▶ [ASSIGNED TASK] Your answer must be every line of the data that contains "first".

(Records from a data source)
//! Bounded message history.
//!
//! [`MessageHistory`] keeps the window invariant (`len() <= max_len()`)
//! after every mutation. It only knows two ways of making room: dropping the
//! oldest entries, or replacing them with one synthetic summary entry whose
//! text was produced elsewhere.

use chrono::{DateTime, Utc};
use serde::{Deserialize, Serialize};

/// Smallest usable window: one summary entry plus the newest message.
pub const MIN_HISTORY: usize = 2;

/// Author of a history entry
#[derive(Debug, Clone, Copy, PartialEq, Eq, Serialize, Deserialize)]
#[serde(rename_all = "snake_case")]
pub enum Role {
    System,
    User,
    Worker,
    Step,
    /// Synthetic entry that replaced older entries
    Summary,
}

impl std::fmt::Display for Role {
    fn fmt(&self, f: &mut std::fmt::Formatter<'_>) -> std::fmt::Result {
        match self {
            Role::System => write!(f, "system"),
            Role::User => write!(f, "user"),
            Role::Worker => write!(f, "worker"),
            Role::Step => write!(f, "step"),
            Role::Summary => write!(f, "summary"),
        }
    }
}

impl std::str::FromStr for Role {
    type Err = String;

    fn from_str(s: &str) -> Result<Self, Self::Err> {
        match s.to_lowercase().as_str() {
            "system" => Ok(Role::System),
            "user" => Ok(Role::User),
            "worker" | "assistant" => Ok(Role::Worker),
            "step" => Ok(Role::Step),
            "summary" => Ok(Role::Summary),
            _ => Err(format!("Invalid role: {}", s)),
        }
    }
}

/// One entry of the message history
#[derive(Debug, Clone, PartialEq, Serialize, Deserialize)]
pub struct Message {
    pub role: Role,
    pub content: String,
    pub at: DateTime<Utc>,
}

impl Message {
    pub fn new(role: Role, content: impl Into<String>) -> Self {
        Self {
            role,
            content: content.into(),
            at: Utc::now(),
        }
    }

    pub fn summary(content: impl Into<String>) -> Self {
        Self::new(Role::Summary, content)
    }

    pub fn is_summary(&self) -> bool {
        self.role == Role::Summary
    }

    /// Rendered as `role: content`, the form handed to summarizers.
    pub fn render(&self) -> String {
        format!("{}: {}", self.role, self.content)
    }
}

/// Ordered history bounded by `max_len`
#[derive(Debug, Clone, Serialize, Deserialize)]
pub struct MessageHistory {
    entries: Vec<Message>,
    max_len: usize,
}

impl MessageHistory {
    /// Create an empty history. `max_len` is raised to [`MIN_HISTORY`] if lower.
    pub fn new(max_len: usize) -> Self {
        Self {
            entries: Vec::new(),
            max_len: max_len.max(MIN_HISTORY),
        }
    }

    pub fn max_len(&self) -> usize {
        self.max_len
    }

    pub fn len(&self) -> usize {
        self.entries.len()
    }

    pub fn is_empty(&self) -> bool {
        self.entries.is_empty()
    }

    pub fn as_slice(&self) -> &[Message] {
        &self.entries
    }

    pub fn iter(&self) -> impl Iterator<Item = &Message> {
        self.entries.iter()
    }

    /// Total content size in bytes
    pub fn byte_size(&self) -> usize {
        self.entries.iter().map(|m| m.content.len()).sum()
    }

    /// How many entries would have to go if one more message were appended
    pub fn overflow_if_appended(&self) -> usize {
        (self.entries.len() + 1).saturating_sub(self.max_len)
    }

    /// The oldest `n` entries (fewer if the history is shorter)
    pub fn oldest(&self, n: usize) -> &[Message] {
        &self.entries[..n.min(self.entries.len())]
    }

    /// Append, dropping oldest entries first if the window is full.
    ///
    /// Returns how many entries were dropped.
    pub fn push_truncating(&mut self, message: Message) -> usize {
        let dropped = self.overflow_if_appended();
        self.entries.drain(..dropped);
        self.entries.push(message);
        dropped
    }

    /// Replace the oldest `n` entries with one summary entry.
    ///
    /// Returns how many entries were folded (0 if `n` is 0 or history is empty).
    pub fn fold_oldest(&mut self, n: usize, summary: impl Into<String>) -> usize {
        let n = n.min(self.entries.len());
        if n == 0 {
            return 0;
        }
        self.entries.splice(..n, std::iter::once(Message::summary(summary)));
        n
    }

    /// Drop oldest entries until the content size is at most `max_bytes`.
    ///
    /// The newest entry is always kept. Returns how many entries were dropped.
    pub fn truncate_to_bytes(&mut self, max_bytes: usize) -> usize {
        let mut size = self.byte_size();
        let mut dropped = 0;
        while size > max_bytes && self.entries.len() - dropped > 1 {
            size -= self.entries[dropped].content.len();
            dropped += 1;
        }
        self.entries.drain(..dropped);
        dropped
    }
}

#[cfg(test)]
mod tests {
    use super::*;

    fn filled(max: usize, count: usize) -> MessageHistory {
        let mut history = MessageHistory::new(max);
        for i in 0..count {
            history.push_truncating(Message::new(Role::User, format!("m{}", i)));
        }
        history
    }

    #[test]
    fn test_max_len_is_clamped() {
        assert_eq!(MessageHistory::new(0).max_len(), MIN_HISTORY);
        assert_eq!(MessageHistory::new(1).max_len(), MIN_HISTORY);
        assert_eq!(MessageHistory::new(7).max_len(), 7);
    }

    #[test]
    fn test_push_truncating_keeps_window() {
        let history = filled(4, 9);
        assert_eq!(history.len(), 4);
        let contents: Vec<_> = history.iter().map(|m| m.content.as_str()).collect();
        assert_eq!(contents, vec!["m5", "m6", "m7", "m8"]);
    }

    #[test]
    fn test_overflow_if_appended() {
        assert_eq!(filled(3, 2).overflow_if_appended(), 0);
        assert_eq!(filled(3, 3).overflow_if_appended(), 1);
    }

    #[test]
    fn test_fold_oldest_inserts_one_summary() {
        let mut history = filled(5, 5);
        assert_eq!(history.fold_oldest(3, "first three"), 3);
        assert_eq!(history.len(), 3);
        assert!(history.as_slice()[0].is_summary());
        assert_eq!(history.as_slice()[0].content, "first three");
        assert_eq!(history.as_slice()[1].content, "m3");
    }

    #[test]
    fn test_fold_oldest_on_empty_is_noop() {
        let mut history = MessageHistory::new(3);
        assert_eq!(history.fold_oldest(2, "x"), 0);
        assert!(history.is_empty());
    }

    #[test]
    fn test_truncate_to_bytes_keeps_newest() {
        let mut history = MessageHistory::new(10);
        history.push_truncating(Message::new(Role::User, "aaaa"));
        history.push_truncating(Message::new(Role::User, "bbbb"));
        history.push_truncating(Message::new(Role::User, "cccccccc"));

        assert_eq!(history.truncate_to_bytes(10), 2);
        assert_eq!(history.len(), 1);
        assert_eq!(history.as_slice()[0].content, "cccccccc");
    }

    #[test]
    fn test_role_round_trip_through_str() {
        for role in [Role::System, Role::User, Role::Worker, Role::Step, Role::Summary] {
            assert_eq!(role.to_string().parse::<Role>().unwrap(), role);
        }
        assert_eq!("assistant".parse::<Role>().unwrap(), Role::Worker);
        assert!("robot".parse::<Role>().is_err());
    }
}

▶ [TASK RESPONSE]
    /// Append, dropping oldest entries first if the window is full.
        assert_eq!(history.fold_oldest(3, "first three"), 3);
        assert_eq!(history.as_slice()[0].content, "first three");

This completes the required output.